According to reports in the Mexican press, some families were willing to live in these houses despite the fact that they were still hauling water from a nearby stream and walking several miles to cultivate their bits of farmland.

I spent a fair amount of time in rural villages in 1994, the year the Zapatistas caught the world’s attention, and saw lots of rural houses. They were made with adobe, in general, or wood slats, with thatched roofs and were rather dark and basic. Sometimes a separate kitchen was built beside the house, which would be just a  thatched, open pavilion structure with an area to build a fire and cook. Chickens and pigs wandered around at will, and bathroom facilities, in other words a pit latrine, were rare indeed.
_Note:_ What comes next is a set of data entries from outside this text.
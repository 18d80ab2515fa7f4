//! Energy-level ladders and their memoisation.
//!
//! A ladder is the ascending eigenvalue list of one J block. Levels are addressed by
//! the asymmetric-top label through `J - Kc + Ka` (see [`RotState::level_index`]).

use std::collections::HashMap;
use std::sync::Arc;

use log::trace;
use rayon::prelude::*;

use nalgebra::{DMatrix, DVectorView};

use crate::domain::{HamiltonianConstants, MAX_J, RotState};
use crate::error::FitError;
use crate::math::{build_hamiltonian, sorted_eigensystem, sorted_eigenvalues};

/// Soft cap on cached ladders; the cache is flushed when it is exceeded.
const MAX_CACHED_LADDERS: usize = 4096;

/// Sorted energy levels (MHz) for one J.
#[derive(Debug, Clone, PartialEq)]
pub struct EnergyLevels {
    j: u32,
    values: Vec<f64>,
}

impl EnergyLevels {
    /// Build and diagonalize the Hamiltonian for `j`.
    pub fn compute(j: u32, constants: &HamiltonianConstants) -> Result<Self, FitError> {
        check_block(j)?;
        let h = build_hamiltonian(j, constants);
        let values = sorted_eigenvalues(&h)?;
        Ok(Self { j, values })
    }

    pub fn values(&self) -> &[f64] {
        &self.values
    }

    /// Energy of a labelled level of this J block.
    pub fn energy(&self, state: RotState) -> Result<f64, FitError> {
        state.validate()?;
        if state.j != self.j {
            return Err(FitError::InvalidQuantumNumbers {
                state,
                reason: format!("looked up in the J={} ladder", self.j),
            });
        }
        self.values
            .get(state.level_index())
            .copied()
            .ok_or_else(|| FitError::InvalidQuantumNumbers {
                state,
                reason: format!("level index {} outside ladder of {}", state.level_index(), self.values.len()),
            })
    }
}

fn check_block(j: u32) -> Result<(), FitError> {
    if j > MAX_J {
        return Err(FitError::InvalidConfig(format!(
            "J={j} block exceeds the supported maximum of {MAX_J}"
        )));
    }
    Ok(())
}

/// One J block's sorted energies together with their eigenvectors in the
/// `|J, K>` basis (column `i` belongs to ladder position `i`).
#[derive(Debug, Clone)]
pub struct EigenLadder {
    j: u32,
    values: Vec<f64>,
    vectors: DMatrix<f64>,
}

impl EigenLadder {
    pub fn compute(j: u32, constants: &HamiltonianConstants) -> Result<Self, FitError> {
        check_block(j)?;
        let h = build_hamiltonian(j, constants);
        let (values, vectors) = sorted_eigensystem(&h)?;
        Ok(Self { j, values, vectors })
    }

    pub fn j(&self) -> u32 {
        self.j
    }

    pub fn values(&self) -> &[f64] {
        &self.values
    }

    /// Basis coefficients of the level at ladder position `index`, `K = -J..=J`.
    pub fn vector(&self, index: usize) -> DVectorView<'_, f64> {
        self.vectors.column(index)
    }
}

type CacheKey = (u32, [u64; 8]);

/// Ladders keyed by `(J, exact constant bit patterns)`.
///
/// Owned by a single prediction or fit run; not shared between threads.
#[derive(Debug, Default)]
pub struct LevelCache {
    entries: HashMap<CacheKey, Arc<EnergyLevels>>,
    hits: usize,
    misses: usize,
}

impl LevelCache {
    pub fn new() -> Self {
        Self::default()
    }

    pub fn len(&self) -> usize {
        self.entries.len()
    }

    pub fn is_empty(&self) -> bool {
        self.entries.is_empty()
    }

    pub fn hits(&self) -> usize {
        self.hits
    }

    pub fn misses(&self) -> usize {
        self.misses
    }

    /// Fetch a ladder, diagonalizing on a miss.
    pub fn get_or_compute(
        &mut self,
        j: u32,
        constants: &HamiltonianConstants,
    ) -> Result<Arc<EnergyLevels>, FitError> {
        let key = (j, constants.cache_key());
        if let Some(levels) = self.entries.get(&key) {
            self.hits += 1;
            return Ok(Arc::clone(levels));
        }
        self.misses += 1;
        let levels = Arc::new(EnergyLevels::compute(j, constants)?);
        self.insert(key, Arc::clone(&levels));
        Ok(levels)
    }

    /// Diagonalize every missing J in `js` in parallel.
    pub fn prefetch(&mut self, js: &[u32], constants: &HamiltonianConstants) -> Result<(), FitError> {
        let bits = constants.cache_key();
        let missing: Vec<u32> = js
            .iter()
            .copied()
            .filter(|&j| !self.entries.contains_key(&(j, bits)))
            .collect();
        if missing.is_empty() {
            return Ok(());
        }

        let computed: Vec<EnergyLevels> = missing
            .par_iter()
            .map(|&j| EnergyLevels::compute(j, constants))
            .collect::<Result<Vec<_>, FitError>>()?;

        trace!("diagonalized {} J blocks", computed.len());
        self.misses += computed.len();
        for levels in computed {
            self.insert((levels.j, bits), Arc::new(levels));
        }
        Ok(())
    }

    fn insert(&mut self, key: CacheKey, levels: Arc<EnergyLevels>) {
        if self.entries.len() >= MAX_CACHED_LADDERS {
            self.entries.clear();
        }
        self.entries.insert(key, levels);
    }
}
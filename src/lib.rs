//! `rotfit` library crate.
//!
//! The binary (`rotfit`) is a thin wrapper around this library so that:
//!
//! - core logic is testable without spawning processes
//! - the Hamiltonian, predictor and fit driver are reusable outside the CLI
//!
//! Layers, bottom up: `math` (Hamiltonian + eigensolver), `predict` (levels,
//! transition frequencies, catalogs), `fit` (Levenberg–Marquardt driver),
//! `report` (statistics + formatting).

pub mod app;
pub mod cli;
pub mod data;
pub mod domain;
pub mod error;
pub mod fit;
pub mod io;
pub mod math;
pub mod plot;
pub mod predict;
pub mod report;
So  house with a corrugated metal roof, glass windows, a bathroom and a kitchen with a gas hook-up and running water would represent quite a change. But it’s a change that has proven to be ephemeral and raises some interesting issues.

Among them are: how can residents pay for gas and electricity if they are poor?  Why build them with cheap materials — like, in this case, plasterboard, when, in fact, adobe is perfectly good and durable? And if these peasants had money and these houses were offered for sale, instead of being free, would any of them  actually want to buy one? Would any of the city-bound planners in Tuxtla Gutierrez or Mexico City ever buy one, for example? And finally, what does the entire plan tell us abut how people with good intentions approach the whole notion of housing the poor?

I have lately been doing some research into the latter question, in the context of Haiti. It strikes me as interesting that organizations like Architects for Humanity have databases of useful and well-designed structures, created by professionals who are interested in innovation and at the same time recognize that the people who will use their structures need to have a say in what ends up getting built.  Or that organizations like the National Slum Dwellers Federation in India have designed apartments that were lofty, well-lit and inexpensive to build. And yet, when it comes to the majority of housing that is actually built for the poor, one tends to see the same thing: nicely painted (sometimes) shoe boxes, whether assembled into apartment buildings or laid out in rows, that become ramshackle in a matter of months. Or 25 square metre plywood huts that become ovens in the hot sun. The paint wears off, the material warps, the roofs leak, the drains don’t work, the electricity gets cut off and there’s nowhere to build a fire for cooking. In short, things begin to fall apart — sometimes in a matter of months. And then you have – tada! — what’s known as a slum.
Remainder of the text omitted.